The Epigenetics Revolution полностью

We all recognise that different people seem to respond to stress in different ways. Some people seem fairly robust. Others can react really badly to the same stressful situation, even developing depression. Mice from different inbred strains are like this as well. Researchers exposed two different strains to mildly stressful stimuli. After the stressful situation, the researchers assessed the behaviour of the mice in some of the tests which mimic certain aspects of human depression. One strain was relatively non-anxious, whereas the other was relatively anxious. These strains were called B6 and BALB, but we’ll called them ‘chilled’ and ‘jumpy’, respectively, for convenience.

The researchers focused their studies on a region of the brain called the nucleus accumbens. This region plays a role in various emotionally important brain functions. These include aggression, fear, pleasure and reward. The researchers analysed the expression of various neurotrophic factors in the nucleus accumbens. The one that gave the most interesting results was a gene called Gdnf (glial cell-derived neurotrophic factor).

Stress caused an increase in expression of the Gdnf gene in the chilled mice. In the jumpy strain it caused a decrease in expression of the same gene. Now, different inbred strains of mice can have different DNA codes so the researchers analysed the promoter region, which controls the expression of Gdnf. The DNA sequence of the Gdnf promoter was identical in the chilled and the jumpy strains. But when the scientists examined the epigenetic modifications in this promoter, they found a difference. The histones of the jumpy mice had fewer acetyl groups than the histones of the chilled mice. As we’ve seen, low levels of histone acetylation are associated with low levels of gene expression, so this tied up well with the decreased Gdnf expression in the jumpy mice.

This led the scientists to wonder what had happened in the neurons of the nucleus accumbens. Why had the levels of histone acetylation dropped at the Gdnf gene in the jumpy mice? The scientists examined the levels of the enzymes that add or remove acetyl groups from histones. They found only one difference between the two strains of mice. A specific histone deacetylase (member of the class of proteins which removes acetyl groups) called Hdac2 was much more highly expressed in the neurons of the jumpy mice[215], compared with the chilled out mice.

Other researchers tested mice in a different model of depression, called social defeat. In these experiments, mice are basically humiliated. They’re put in an environment where they can’t get away from a bigger, scarier mouse, although they are removed before they come to any physical harm. Some mice find this really stressful; others seem to brush it off.

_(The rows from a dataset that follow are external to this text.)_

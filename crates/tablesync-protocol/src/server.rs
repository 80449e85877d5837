//! Orchestrator → client events.

use serde::{Deserialize, Serialize};
use tablesync_combat::domain::initiative::InitiativeEntry;
use tablesync_combat::domain::scene::Scene;
use tablesync_combat::domain::table::{CombatSnapshot, TurnChange};
use tablesync_core::error::DomainError;
use tablesync_core::id::{ConnectionId, Identity, SessionId};
use tablesync_core::store::CharacterUpdate;
use tablesync_dice::domain::roll::DiceRollResult;

use crate::records::{
    ActionLogEntry, ChatLogEntry, GameEvent, MemberPresence, QuestUpdate, SessionSnapshot,
};

/// Everything the orchestrator may send.
#[derive(Debug, Clone, PartialEq, Serialize, Deserialize)]
#[serde(tag = "type", rename_all = "snake_case")]
pub enum ServerEvent {
    /// Acknowledges a new connection.
    Connected {
        /// The authenticated identity.
        identity: Identity,
        /// Handle of this connection.
        connection_id: ConnectionId,
    },
    /// A request from this connection was rejected.
    Error {
        /// Stable machine-readable code.
        code: String,
        /// Human-readable detail.
        message: String,
    },
    /// This connection joined a session.
    SessionJoined {
        /// The session joined.
        session_id: SessionId,
        /// Session display name.
        name: String,
        /// Members, including the joiner.
        members: Vec<MemberPresence>,
    },
    /// Full session snapshot.
    SessionState {
        /// The snapshot.
        snapshot: SessionSnapshot,
    },
    /// Someone joined the room.
    PlayerJoined {
        /// Who joined.
        identity: Identity,
        /// Members after the join.
        members: Vec<MemberPresence>,
    },
    /// Someone left the room.
    PlayerLeft {
        /// Who left.
        identity: Identity,
        /// Members after the leave.
        members: Vec<MemberPresence>,
    },
    /// An accepted game action.
    GameAction(ActionLogEntry),
    /// A resolved dice roll.
    DiceRoll(DiceRollResult),
    /// A delivered chat message.
    ChatMessage(ChatLogEntry),
    /// An accepted character update.
    CharacterUpdate(CharacterUpdate),
    /// The turn passed to a combatant.
    PlayerTurn {
        /// Whose turn it is.
        combatant: InitiativeEntry,
        /// Current round.
        round: u32,
        /// Index of the combatant in the initiative order.
        turn_index: usize,
        /// Whether a new round just started.
        new_round: bool,
    },
    /// The initiative order changed mid-fight.
    InitiativeUpdate(CombatSnapshot),
    /// Combat started, advanced or ended.
    CombatStateChange(CombatSnapshot),
    /// The scene changed.
    SceneChange(Scene),
    /// A quest was updated.
    QuestUpdate(QuestUpdate),
    /// A server-generated game event.
    GameEvent(GameEvent),
    /// Reply to `ping`.
    Pong {
        /// Server time in milliseconds since the Unix epoch.
        timestamp: i64,
    },
    /// The server is closing this connection.
    ForceDisconnect {
        /// Why.
        reason: String,
    },
}

impl ServerEvent {
    /// Builds the `error` event for a rejected request.
    #[must_use]
    pub fn from_error(err: &DomainError) -> Self {
        ServerEvent::Error {
            code: err.code().to_owned(),
            message: err.client_message(),
        }
    }

    /// Builds the `player_turn` event for a turn change.
    #[must_use]
    pub fn player_turn(change: &TurnChange) -> Self {
        ServerEvent::PlayerTurn {
            combatant: change.current.clone(),
            round: change.snapshot.round.unwrap_or(1),
            turn_index: change.snapshot.turn_index.unwrap_or(0),
            new_round: change.new_round,
        }
    }

    /// Wire name, for logging.
    #[must_use]
    pub fn name(&self) -> &'static str {
        match self {
            ServerEvent::Connected { .. } => "connected",
            ServerEvent::Error { .. } => "error",
            ServerEvent::SessionJoined { .. } => "session_joined",
            ServerEvent::SessionState { .. } => "session_state",
            ServerEvent::PlayerJoined { .. } => "player_joined",
            ServerEvent::PlayerLeft { .. } => "player_left",
            ServerEvent::GameAction(_) => "game_action",
            ServerEvent::DiceRoll(_) => "dice_roll",
            ServerEvent::ChatMessage(_) => "chat_message",
            ServerEvent::CharacterUpdate(_) => "character_update",
            ServerEvent::PlayerTurn { .. } => "player_turn",
            ServerEvent::InitiativeUpdate(_) => "initiative_update",
            ServerEvent::CombatStateChange(_) => "combat_state_change",
            ServerEvent::SceneChange(_) => "scene_change",
            ServerEvent::QuestUpdate(_) => "quest_update",
            ServerEvent::GameEvent(_) => "game_event",
            ServerEvent::Pong { .. } => "pong",
            ServerEvent::ForceDisconnect { .. } => "force_disconnect",
        }
    }
}

#[cfg(test)]
mod tests {
    use super::*;
    use serde_json::json;

    #[test]
    fn test_error_event_carries_code_and_message() {
        let event = ServerEvent::from_error(&DomainError::ConflictingModifier);
        let json = serde_json::to_value(&event).unwrap();
        assert_eq!(json["type"], "error");
        assert_eq!(json["code"], "CONFLICTING_MODIFIER");
    }

    #[test]
    fn test_combat_state_change_flattens_snapshot() {
        let event = ServerEvent::CombatStateChange(CombatSnapshot {
            in_combat: true,
            round: Some(1),
            turn_index: Some(0),
            initiative: Vec::new(),
        });
        let json = serde_json::to_value(&event).unwrap();
        assert_eq!(json["type"], "combat_state_change");
        assert_eq!(json["round"], 1);
        assert_eq!(json["turn_index"], 0);
    }

    #[test]
    fn test_pong_round_trips() {
        let event = ServerEvent::Pong { timestamp: 1_700_000_000_000 };
        let json = serde_json::to_value(&event).unwrap();
        assert_eq!(json, json!({ "type": "pong", "timestamp": 1_700_000_000_000_i64 }));
        let back: ServerEvent = serde_json::from_value(json).unwrap();
        assert_eq!(back, event);
        assert_eq!(back.name(), "pong");
    }
}
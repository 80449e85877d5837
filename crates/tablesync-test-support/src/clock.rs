//! Test clocks — deterministic `Clock` implementations for tests.

use std::sync::Mutex;
use std::time::Duration;

use chrono::{DateTime, Utc};
use tablesync_core::clock::Clock;

/// A clock that always returns a fixed point in time.
#[derive(Debug, Clone, Copy)]
pub struct FixedClock(pub DateTime<Utc>);

impl Clock for FixedClock {
    fn now(&self) -> DateTime<Utc> {
        self.0
    }
}

/// A clock that only moves when a test advances it. Used to drive idle-room
/// eviction without sleeping.
#[derive(Debug)]
pub struct ManualClock {
    now: Mutex<DateTime<Utc>>,
}

impl ManualClock {
    /// Creates a clock starting at `start`.
    #[must_use]
    pub fn new(start: DateTime<Utc>) -> Self {
        Self {
            now: Mutex::new(start),
        }
    }

    /// Moves the clock forward.
    ///
    /// # Panics
    ///
    /// Panics if the internal mutex is poisoned or `by` does not fit a
    /// `chrono::Duration`.
    pub fn advance(&self, by: Duration) {
        let by = chrono::Duration::from_std(by).unwrap();
        *self.now.lock().unwrap() += by;
    }
}

impl Clock for ManualClock {
    fn now(&self) -> DateTime<Utc> {
        *self.now.lock().unwrap()
    }
}
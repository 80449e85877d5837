//! Domain layer for turn and combat state.

pub mod initiative;
pub mod scene;
pub mod table;
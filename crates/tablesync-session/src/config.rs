//! Orchestrator tuning knobs.

use std::time::Duration;

/// Runtime configuration for the orchestrator.
#[derive(Debug, Clone, PartialEq, Eq)]
pub struct OrchestratorConfig {
    /// How long an empty room survives before the sweeper evicts it.
    pub idle_room_ttl: Duration,
    /// Period of the idle-room sweep.
    pub sweep_interval: Duration,
    /// Per-connection outbound queue length.
    pub outbound_buffer: usize,
    /// Per-session actor inbound queue length.
    pub session_mailbox: usize,
    /// Recent entries kept per log for snapshots.
    pub log_retention: usize,
    /// Inbound messages allowed per connection per `flood_window`.
    pub flood_max_messages: usize,
    /// Flood-guard window.
    pub flood_window: Duration,
    /// Largest accepted inbound frame, in bytes.
    pub max_frame_bytes: usize,
}

impl Default for OrchestratorConfig {
    fn default() -> Self {
        Self {
            idle_room_ttl: Duration::from_secs(300),
            sweep_interval: Duration::from_secs(30),
            outbound_buffer: 256,
            session_mailbox: 1024,
            log_retention: 100,
            flood_max_messages: 60,
            flood_window: Duration::from_secs(10),
            max_frame_bytes: 64 * 1024,
        }
    }
}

In the experiments adult mice underwent ten days of social defeat. At the end of this they were classified as either susceptible or resistant, depending on how well they bounced back from the experience. Two weeks later the mice were examined. The resistant mice had normal levels of corticotrophin-releasing hormone. This is the chemical released by the hypothalamus. It’s the one which ultimately stimulates the production of cortisol, the stress hormone. The susceptible mice had high levels of corticotrophin-releasing hormone and low levels of DNA methylation at the promoter of this gene. This was consistent with the high levels of expression from this gene. They also had low levels of Hdac2, and high levels of histone acetylation, which again fits with over-expression of the corticotrophin-releasing hormone[216].

It might seem odd that in one model system Hdac2 levels went up in the susceptible mice, whereas in another they went down. But it’s important with all these epigenetic events to remember that context is everything. There isn’t just one way in which Hdac2 levels (or those of any other epigenetic gene, for that matter) are controlled. The control will depend on the region of the brain and the precise signalling pathways that are activated in response to a stimulus.

The drugs do work

There’s more evidence supporting a significant role for epigenetics in responses to stress. The naturally jumpy B6 mice were the ones with the increased expression of Hdac2 in the nucleus accumbens, and decreased expression from the Gdnf gene. We can treat these mice with SAHA, the histone deacetylase inhibitor. SAHA treatment leads to increased acetylation of the Gdnf promoter. This is associated with increased expression of the Gdnf gene. The crucial finding is that the treated mice stop being jumpy and become chilled instead[217] – changing the histone acetylation levels of the gene changed the mouse’s behaviour. This supports the idea that histone acetylation is really important in modulating the responses of these mice to stress.